I was in a similar situation, but I choose the non-IS 100mm macro lens because
of similar (or slightly better) overall IQ and I will keep the 2.0 100 lens:
* I like to have f/2.0 for thin depth of field
* I like the small size/unobtrusiveness of the 2.0 100
* I like the overall structure/quality of the images at f/4.0-8.0: very detailed and contrasty
but far from _unnaturally _sharp
* I am amateur, so I love to shoot photos (it's in the name amateuer, perhaps amare, to love)


----------



## hamada (Jun 24, 2013)

mb66energy said:


> I was in a similar situation, but I choose the non-IS 100mm macro lens because of similar (or slightly better) overall IQ and I will keep the 2.0 100 lens:



first time i hear that the non L version has better IQ... i highly doubt that.
every review i have read so far tells the L is slightly better. 

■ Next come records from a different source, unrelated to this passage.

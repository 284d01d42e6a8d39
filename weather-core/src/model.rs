use serde::{Deserialize, Serialize};

/// Decoded body of a successful OpenWeather `/data/2.5/weather` response.
///
/// Only the fields the normalizer reads are declared; serde ignores the rest.
#[derive(Debug, Clone, Deserialize)]
pub struct ProviderPayload {
    pub name: String,
    pub main: OwMain,
    pub wind: OwWind,
    pub visibility: i64,
    pub clouds: OwClouds,
    pub weather: Vec<OwCondition>,
    #[serde(default)]
    pub rain: Option<OwRain>,
    pub sys: OwSys,
    /// Shift from UTC in seconds.
    pub timezone: i64,
}

#[derive(Debug, Clone, Deserialize)]
pub struct OwMain {
    pub temp: f64,
    pub feels_like: f64,
    pub temp_min: f64,
    pub temp_max: f64,
    pub humidity: u8,
    pub pressure: i64,
}

#[derive(Debug, Clone, Deserialize)]
pub struct OwWind {
    pub speed: f64,
}

#[derive(Debug, Clone, Deserialize)]
pub struct OwClouds {
    pub all: u8,
}

#[derive(Debug, Clone, Deserialize)]
pub struct OwCondition {
    pub main: String,
    pub description: String,
    pub icon: String,
}

#[derive(Debug, Clone, Deserialize)]
pub struct OwRain {
    #[serde(rename = "1h", default)]
    pub one_hour: Option<f64>,
}

#[derive(Debug, Clone, Deserialize)]
pub struct OwSys {
    pub sunrise: i64,
    pub sunset: i64,
}

/// Body OpenWeather sends alongside a failure, e.g. `{"cod":"404","message":"city not found"}`.
///
/// `cod` is a string on some endpoints and a number on others.
#[derive(Debug, Clone, Default, Deserialize)]
pub struct ProviderErrorBody {
    #[serde(default)]
    pub cod: Option<serde_json::Value>,
    #[serde(default)]
    pub message: Option<String>,
}

/// Broad weather family a pictogram belongs to.
#[derive(Debug, Clone, Copy, PartialEq, Eq, Hash)]
pub enum IconFamily {
    Clear,
    FewClouds,
    Clouds,
    BrokenClouds,
    Rain,
    Snow,
}

/// Provider condition codes that have a dedicated pictogram.
#[derive(Debug, Clone, Copy, PartialEq, Eq, Hash, Default, Serialize, Deserialize)]
pub enum IconKey {
    #[default]
    #[serde(rename = "01d")]
    ClearDay,
    #[serde(rename = "01n")]
    ClearNight,
    #[serde(rename = "02d")]
    FewCloudsDay,
    #[serde(rename = "02n")]
    FewCloudsNight,
    #[serde(rename = "03d")]
    CloudsDay,
    #[serde(rename = "03n")]
    CloudsNight,
    #[serde(rename = "04d")]
    BrokenCloudsDay,
    #[serde(rename = "04n")]
    BrokenCloudsNight,
    #[serde(rename = "09d")]
    ShowerRainDay,
    #[serde(rename = "09n")]
    ShowerRainNight,
    #[serde(rename = "10d")]
    RainDay,
    #[serde(rename = "10n")]
    RainNight,
    #[serde(rename = "13d")]
    SnowDay,
    #[serde(rename = "13n")]
    SnowNight,
}

impl IconKey {
    /// Resolve a provider code. Codes without a pictogram (thunderstorm, mist, ...)
    /// fall back to [`IconKey::ClearDay`].
    pub fn from_code(code: &str) -> Self {
        match code {
            "01d" => IconKey::ClearDay,
            "01n" => IconKey::ClearNight,
            "02d" => IconKey::FewCloudsDay,
            "02n" => IconKey::FewCloudsNight,
            "03d" => IconKey::CloudsDay,
            "03n" => IconKey::CloudsNight,
            "04d" => IconKey::BrokenCloudsDay,
            "04n" => IconKey::BrokenCloudsNight,
            "09d" => IconKey::ShowerRainDay,
            "09n" => IconKey::ShowerRainNight,
            "10d" => IconKey::RainDay,
            "10n" => IconKey::RainNight,
            "13d" => IconKey::SnowDay,
            "13n" => IconKey::SnowNight,
            _ => IconKey::default(),
        }
    }

    pub fn code(&self) -> &'static str {
        match self {
            IconKey::ClearDay => "01d",
            IconKey::ClearNight => "01n",
            IconKey::FewCloudsDay => "02d",
            IconKey::FewCloudsNight => "02n",
            IconKey::CloudsDay => "03d",
            IconKey::CloudsNight => "03n",
            IconKey::BrokenCloudsDay => "04d",
            IconKey::BrokenCloudsNight => "04n",
            IconKey::ShowerRainDay => "09d",
            IconKey::ShowerRainNight => "09n",
            IconKey::RainDay => "10d",
            IconKey::RainNight => "10n",
            IconKey::SnowDay => "13d",
            IconKey::SnowNight => "13n",
        }
    }

    pub fn family(&self) -> IconFamily {
        match self {
            IconKey::ClearDay | IconKey::ClearNight => IconFamily::Clear,
            IconKey::FewCloudsDay | IconKey::FewCloudsNight => IconFamily::FewClouds,
            IconKey::CloudsDay | IconKey::CloudsNight => IconFamily::Clouds,
            IconKey::BrokenCloudsDay | IconKey::BrokenCloudsNight => IconFamily::BrokenClouds,
            IconKey::ShowerRainDay
            | IconKey::ShowerRainNight
            | IconKey::RainDay
            | IconKey::RainNight => IconFamily::Rain,
            IconKey::SnowDay | IconKey::SnowNight => IconFamily::Snow,
        }
    }

    /// Emoji shown for this condition.
    pub fn glyph(&self) -> &'static str {
        match self {
            IconKey::ClearDay => "\u{2600}\u{FE0F}",
            IconKey::ClearNight => "\u{1F319}",
            IconKey::FewCloudsDay => "\u{26C5}",
            IconKey::FewCloudsNight | IconKey::CloudsDay | IconKey::CloudsNight => {
                "\u{2601}\u{FE0F}"
            }
            IconKey::BrokenCloudsDay | IconKey::BrokenCloudsNight => "\u{1F326}\u{FE0F}",
            IconKey::ShowerRainDay
            | IconKey::ShowerRainNight
            | IconKey::RainDay
            | IconKey::RainNight => "\u{1F327}\u{FE0F}",
            IconKey::SnowDay | IconKey::SnowNight => "\u{2744}\u{FE0F}",
        }
    }

    pub const fn all() -> &'static [IconKey] {
        &[
            IconKey::ClearDay,
            IconKey::ClearNight,
            IconKey::FewCloudsDay,
            IconKey::FewCloudsNight,
            IconKey::CloudsDay,
            IconKey::CloudsNight,
            IconKey::BrokenCloudsDay,
            IconKey::BrokenCloudsNight,
            IconKey::ShowerRainDay,
            IconKey::ShowerRainNight,
            IconKey::RainDay,
            IconKey::RainNight,
            IconKey::SnowDay,
            IconKey::SnowNight,
        ]
    }
}

impl std::fmt::Display for IconKey {
    fn fmt(&self, f: &mut std::fmt::Formatter<'_>) -> std::fmt::Result {
        f.write_str(self.code())
    }
}

/// Display-ready snapshot of one successful lookup.
#[derive(Debug, Clone, PartialEq, Serialize, Deserialize)]
pub struct WeatherReport {
    pub location: String,
    pub temperature: i32,
    pub feels_like: i32,
    pub temp_min: i32,
    pub temp_max: i32,
    pub humidity: u8,
    /// Passed through in the provider's unit (m/s for metric requests).
    pub wind_speed: f64,
    pub pressure: i64,
    pub visibility_meters: i64,
    pub clouds_percent: u8,
    pub rain_last_hour_mm: f64,
    pub condition_main: String,
    pub condition_description: String,
    pub icon_key: IconKey,
    /// Local `HH:MM`.
    pub sunrise: String,
    pub sunset: String,
}
use async_trait::async_trait;
use std::fmt::Debug;
use thiserror::Error;

use crate::{Config, model::ProviderPayload, provider::openweather::OpenWeatherFetcher};

pub mod openweather;

/// Why a lookup never produced a success payload.
#[derive(Debug, Error)]
pub enum FetchError {
    /// The provider answered, but with a failure (bad city, bad key, ...).
    #[error("OpenWeather request failed with status {status}: {message}")]
    Provider { status: u16, message: String },

    #[error("Failed to reach OpenWeather: {0}")]
    Transport(#[from] reqwest::Error),

    #[error("Failed to parse OpenWeather JSON: {0}")]
    Decode(#[from] serde_json::Error),
}

/// Source of raw current-weather payloads for a city.
#[async_trait]
pub trait WeatherFetcher: Send + Sync + Debug {
    /// `city` is already trimmed and non-empty.
    async fn fetch_weather(&self, city: &str) -> Result<ProviderPayload, FetchError>;
}

/// Construct the OpenWeather fetcher from config.
pub fn fetcher_from_config(config: &Config) -> anyhow::Result<OpenWeatherFetcher> {
    let api_key = config.require_api_key()?;

    let fetcher = match config.base_url.as_deref() {
        Some(base) => OpenWeatherFetcher::with_base_url(api_key.to_owned(), base),
        None => OpenWeatherFetcher::new(api_key.to_owned()),
    };

    Ok(fetcher)
}
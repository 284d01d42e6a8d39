use async_trait::async_trait;
use reqwest::Client;
use serde_json::Value;

use crate::model::{ProviderErrorBody, ProviderPayload};

use super::{FetchError, WeatherFetcher};

pub const DEFAULT_BASE_URL: &str = "https://api.openweathermap.org";

#[derive(Debug, Clone)]
pub struct OpenWeatherFetcher {
    api_key: String,
    endpoint: String,
    http: Client,
}

impl OpenWeatherFetcher {
    pub fn new(api_key: String) -> Self {
        Self::with_base_url(api_key, DEFAULT_BASE_URL)
    }

    /// Point the fetcher at another host, e.g. a proxy or a local mock server.
    pub fn with_base_url(api_key: String, base_url: &str) -> Self {
        Self {
            api_key,
            endpoint: format!("{}/data/2.5/weather", base_url.trim_end_matches('/')),
            http: Client::new(),
        }
    }

    pub fn endpoint(&self) -> &str {
        &self.endpoint
    }
}

#[async_trait]
impl WeatherFetcher for OpenWeatherFetcher {
    async fn fetch_weather(&self, city: &str) -> Result<ProviderPayload, FetchError> {
        tracing::debug!("Requesting current weather for {city}");

        let res = self
            .http
            .get(&self.endpoint)
            .query(&[
                ("q", city),
                ("units", "metric"),
                ("appid", self.api_key.as_str()),
            ])
            .send()
            .await?;

        let status = res.status();
        let body = res.text().await?;

        if !status.is_success() {
            return Err(FetchError::Provider {
                status: status.as_u16(),
                message: provider_message(&body),
            });
        }

        let value: Value = serde_json::from_str(&body)?;

        // The API occasionally reports failures in the body of a 200.
        if let Some(code) = embedded_failure_code(&value) {
            return Err(FetchError::Provider {
                status: code,
                message: provider_message(&body),
            });
        }

        Ok(serde_json::from_value(value)?)
    }
}

/// Non-200 `cod` carried by an otherwise successful response.
fn embedded_failure_code(value: &Value) -> Option<u16> {
    let cod = value.get("cod")?;

    let code = match cod {
        Value::Number(n) => n.as_u64(),
        Value::String(s) => s.parse::<u64>().ok(),
        _ => None,
    }
    .and_then(|c| u16::try_from(c).ok())
    .unwrap_or(0);

    (code != 200).then_some(code)
}

/// The provider's own `message`, or the raw body when there is none.
fn provider_message(body: &str) -> String {
    serde_json::from_str::<ProviderErrorBody>(body)
        .ok()
        .and_then(|b| b.message)
        .filter(|m| !m.trim().is_empty())
        .unwrap_or_else(|| truncate_body(body))
}

fn truncate_body(body: &str) -> String {
    const MAX: usize = 200;
    match body.char_indices().nth(MAX) {
        Some((idx, _)) => format!("{}...", &body[..idx]),
        None => body.to_string(),
    }
}
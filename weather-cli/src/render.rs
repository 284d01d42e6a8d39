use std::fmt::Write;

use weather_core::{ViewState, WeatherReport};

const EMPTY_STATE: &str = "\u{1F324}\u{FE0F}  Enter a city to get started";

/// Multi-line card for one report.
pub fn report(r: &WeatherReport) -> String {
    let mut out = String::new();

    // Writing into a String cannot fail.
    let _ = writeln!(out, "{}  {}", r.icon_key.glyph(), r.location);
    let _ = writeln!(out, "   {}", capitalize(&r.condition_description));
    let _ = writeln!(out);
    let _ = writeln!(out, "   {}°C   feels like {}°C", r.temperature, r.feels_like);
    let _ = writeln!(out, "   max {}°C / min {}°C", r.temp_max, r.temp_min);
    let _ = writeln!(out, "   sunrise {}   sunset {}", r.sunrise, r.sunset);
    let _ = writeln!(out);
    let _ = writeln!(out, "   {:<12}{} m/s", "Wind", r.wind_speed);
    let _ = writeln!(out, "   {:<12}{}%", "Humidity", r.humidity);
    let _ = writeln!(out, "   {:<12}{} hPa", "Pressure", r.pressure);
    let _ = writeln!(out, "   {:<12}{}", "Visibility", visibility_km(r.visibility_meters));
    let _ = writeln!(out, "   {:<12}{}%", "Clouds", r.clouds_percent);
    let _ = write!(out, "   {:<12}{} mm", "Rain (1h)", r.rain_last_hour_mm);

    out
}

/// Whatever is currently on screen: notice banner, then the report or the empty state.
pub fn view(state: &ViewState) -> String {
    let mut out = String::new();

    if let Some(notice) = state.notice() {
        let _ = writeln!(out, "\u{2714} {notice}");
        let _ = writeln!(out);
    }

    match state.report() {
        Some(r) => out.push_str(&report(r)),
        None => out.push_str(EMPTY_STATE),
    }

    out
}

fn visibility_km(meters: i64) -> String {
    format!("{:.1} km", meters as f64 / 1000.0)
}

fn capitalize(text: &str) -> String {
    let mut chars = text.chars();
    match chars.next() {
        Some(first) => first.to_uppercase().chain(chars).collect(),
        None => String::new(),
    }
}
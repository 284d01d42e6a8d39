//! Binary crate for the `weather` command-line tool.
//!
//! This crate focuses on:
//! - Parsing CLI arguments
//! - Interactive configuration and search prompts
//! - Human-friendly output formatting

use clap::Parser;
use tracing_subscriber::EnvFilter;

mod cli;
mod render;

#[tokio::main]
async fn main() -> anyhow::Result<()> {
    dotenvy::dotenv().ok();

    let cmd = cli::Cli::parse();
    init_tracing(cmd.verbose);

    cmd.run().await
}

fn init_tracing(verbose: bool) {
    let default = if verbose { "debug" } else { "warn" };
    let filter = EnvFilter::try_from_default_env().unwrap_or_else(|_| EnvFilter::new(default));

    tracing_subscriber::fmt()
        .with_env_filter(filter)
        .with_writer(std::io::stderr)
        .init();
}
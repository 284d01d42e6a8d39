use anyhow::{Context, anyhow};
use clap::{Parser, Subcommand};
use inquire::{InquireError, Password, Text};
use weather_core::{
    Config, SearchError, Session, fetcher_from_config, provider::openweather::OpenWeatherFetcher,
};

use crate::render;

/// Top-level CLI struct.
#[derive(Debug, Parser)]
#[command(name = "weather", version, about = "Current weather for a city")]
pub struct Cli {
    /// Log debug output to stderr (RUST_LOG takes precedence).
    #[arg(short, long, global = true)]
    pub verbose: bool,

    #[command(subcommand)]
    pub command: Command,
}

#[derive(Debug, Subcommand)]
pub enum Command {
    /// Store the OpenWeather API key and a default city.
    Configure,

    /// Show the current weather for a city.
    Show {
        /// City name; defaults to the configured city.
        city: Option<String>,

        /// Print the report as JSON instead of a card.
        #[arg(long)]
        json: bool,
    },

    /// Prompt for cities repeatedly until cancelled (Esc / Ctrl-C).
    Interactive,
}

impl Cli {
    pub async fn run(self) -> anyhow::Result<()> {
        match self.command {
            Command::Configure => configure(),
            Command::Show { city, json } => show(city, json).await,
            Command::Interactive => interactive().await,
        }
    }
}

fn configure() -> anyhow::Result<()> {
    let mut cfg = Config::load_file()?;

    let api_key = Password::new("OpenWeather API key:")
        .without_confirmation()
        .prompt()
        .context("Failed to read API key")?;

    let default_city = Text::new("Default city:")
        .with_default(cfg.default_city())
        .prompt()
        .context("Failed to read default city")?;

    cfg.api_key = Some(api_key.trim().to_string());
    cfg.default_city = Some(default_city.trim().to_string()).filter(|c| !c.is_empty());
    cfg.save()?;

    println!("Saved configuration to {}", Config::config_file_path()?.display());
    Ok(())
}

fn session_from_config(cfg: &Config) -> anyhow::Result<Session<OpenWeatherFetcher>> {
    Ok(Session::new(fetcher_from_config(cfg)?))
}

async fn show(city: Option<String>, json: bool) -> anyhow::Result<()> {
    let cfg = Config::load()?;
    let city = city.unwrap_or_else(|| cfg.default_city().to_string());
    let session = session_from_config(&cfg)?;

    let report = session.search(&city).await.map_err(user_facing)?;

    if json {
        println!("{}", serde_json::to_string_pretty(&report)?);
    } else {
        println!("{}", render::view(&*session.view().lock().await));
    }

    Ok(())
}

async fn interactive() -> anyhow::Result<()> {
    let cfg = Config::load()?;
    let session = session_from_config(&cfg)?;

    // Mirror the widget, which loads the default city on startup.
    if let Err(err) = session.search(cfg.default_city()).await {
        eprintln!("{}", err.user_message());
    }
    println!("{}\n", render::view(&*session.view().lock().await));

    loop {
        let city = match Text::new("City:").with_placeholder("Search for a city...").prompt() {
            Ok(city) => city,
            Err(InquireError::OperationCanceled | InquireError::OperationInterrupted) => break,
            Err(err) => return Err(err).context("Failed to read city"),
        };

        if let Err(err) = session.search(&city).await {
            eprintln!("{}", err.user_message());
            if err == SearchError::EmptyInput {
                continue;
            }
        }

        println!("{}\n", render::view(&*session.view().lock().await));
    }

    Ok(())
}

fn user_facing(err: SearchError) -> anyhow::Error {
    anyhow!("{}", err.user_message())
}

#[cfg(test)]
mod tests {
    use super::*;
    use clap::CommandFactory;

    #[test]
    fn cli_definition_is_valid() {
        Cli::command().debug_assert();
    }

    #[test]
    fn show_accepts_optional_city_and_json_flag() {
        let cli = Cli::try_parse_from(["weather", "show", "London", "--json"]).unwrap();
        match cli.command {
            Command::Show { city, json } => {
                assert_eq!(city.as_deref(), Some("London"));
                assert!(json);
            }
            other => panic!("unexpected command: {other:?}"),
        }

        let cli = Cli::try_parse_from(["weather", "-v", "show"]).unwrap();
        assert!(cli.verbose);
        assert!(matches!(cli.command, Command::Show { city: None, json: false }));
    }

    #[test]
    fn user_facing_uses_provider_wording() {
        let err = user_facing(SearchError::Provider { message: "city not found".to_string() });
        assert_eq!(err.to_string(), "city not found");
    }
}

equal maybe but the non L better? that is stuff people tell themself so they don´t have to buy the more expensive L lens.


----------



## Tanja (Jun 24, 2013)

I heard they are equal until f11. 
Center performance is marginal better on the L version.

Above f11 the L version is better.
The Photozone analysis seems to support that.

Beside sharpness, i heard the contrast and bokeh of the L version is better.

After cashback i pay 220 euro more for the L version (480 vs. 700 euro).
IS and weathersealing are worth it i think.

And the Reviewer here at CR really seems to like it:

http://www.canonrumors.com/reviews/review-canon-ef-100-f2-8l-is-macro/


----------



## sunnyVan (Jun 24, 2013)

Can't really comment on the 100mm L as I have the non L version only. But a lot of people say they are almost the same optically. 

I used the 100mm macro for portrait in the past wide open. It's sharp enough but at f4 is where it shines. I would expect the L to behave similarly--ok wide open, great at 4 for portrait. 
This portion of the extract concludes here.